Beckett looked at Kate with fear. "Won't it change my future if I find out about it?"
Kate smiled. Some things never change. She had asked Grace the exact same question as soon as they'd arrived. The girl knew how to make her young self forget. There was no way Kate would have agreed to this otherwise. She wasn't putting the life she had now in danger for anything.
"Don't worry. You'll forget everything once it's over. I don't remember being you in this situation, so you must."
Beckett let out a sigh of relief. "Oh, okay good."
"So, what do you want to know? Or if I could, what do you think of me?" Kate asked, genuinely curious. Sure, she remembered being 29 but her 33-year-old mindset confused the way she remembered her past-self thinking.
"Honestly," Beckett hesitated for a moment. "What the hell? Where are the cop clothes? You obviously still are one. And the hair! I mean, I admit it looks great but we aren't looking to be America's Next Top Model."
Kate laughed. "Thank God Castle's not here, he would have loved that."
"Castle?" Beckett asked with a frown. "Wait, he is still following you around? Are you joking?"
Shit, Kate thought, should've eased into that one.
"Oh, uh yeah. Don't look so disgusted in me, he's not as bad as you think." Kate tried to hide her smile.
"Not as bad as I think?" Beckett's voice rose. "You mean he's not a childish egoist who acts like he's on the Bachelor?"
Kate couldn't contain her grin now. "No, he pretty much is still that. But there's a lot more to him, things you are yet to learn. And those sides of him you do know, well they too are different than what you think."

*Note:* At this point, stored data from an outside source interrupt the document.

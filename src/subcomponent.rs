//! Subcomponent leaf of the segment tree

use std::fmt;

/// Terminal level of the segment tree: a raw value with no further split
#[derive(Debug, Clone, PartialEq, Eq, Default)]
#[cfg_attr(feature = "serde", derive(serde::Serialize, serde::Deserialize))]
pub struct SubComponent {
    value: String,
}

impl SubComponent {
    /// Create a subcomponent holding `value` verbatim
    pub fn new(value: impl Into<String>) -> Self {
        Self {
            value: value.into(),
        }
    }

    /// Raw value of this subcomponent
    pub fn value(&self) -> &str {
        &self.value
    }

    pub(crate) fn set_value(&mut self, value: impl Into<String>) {
        self.value = value.into();
    }
}

impl fmt::Display for SubComponent {
    fn fmt(&self, f: &mut fmt::Formatter<'_>) -> fmt::Result {
        f.write_str(&self.value)
    }
}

Beckett stared at Kate with an expression of utter confusion, but something about the way her older self spoke when she talked about him stopped her from continuing to berate her. But seriously, four years?! He was still bothering her in FOUR years? By the look on Kate's face though, it didn't seem like he was really annoying her.
"What time am I exactly in here? As in, what was the last case you solved?" Kate asked. "I know it's April 2009, but that's about it."
"Uh, the last case was the voodoo murder. Castle and I were shot at in a woman's apartment." Beckett tried to go for the most easily remembered things about the case. It had been four years for Kate after all.
"Oh," Kate said with a knowing smile. "The deep fried twinkie case."
Beckett snapped her head towards Kate. "You still remember that?"
"You really think you won't remember that in four years?" Kate asked with a smile that said she knew more than she was letting on. She was beginning to have fun. Normally a reserved sort of person, talking to herself made it a lot easier to open up and be honest. So if she was finally going to be honest with herself about her what her feelings had been for the past four years, she might as well do it now. Besides, she was kind of interested in how her former self was reacting.
"What is that supposed to mean?" Beckett asked, afraid of the answer.
"Come on, I was you remember." Kate teased. "You can't say you weren't at least the slightest bit annoyed when you found out Castle had slept with his ex-wife."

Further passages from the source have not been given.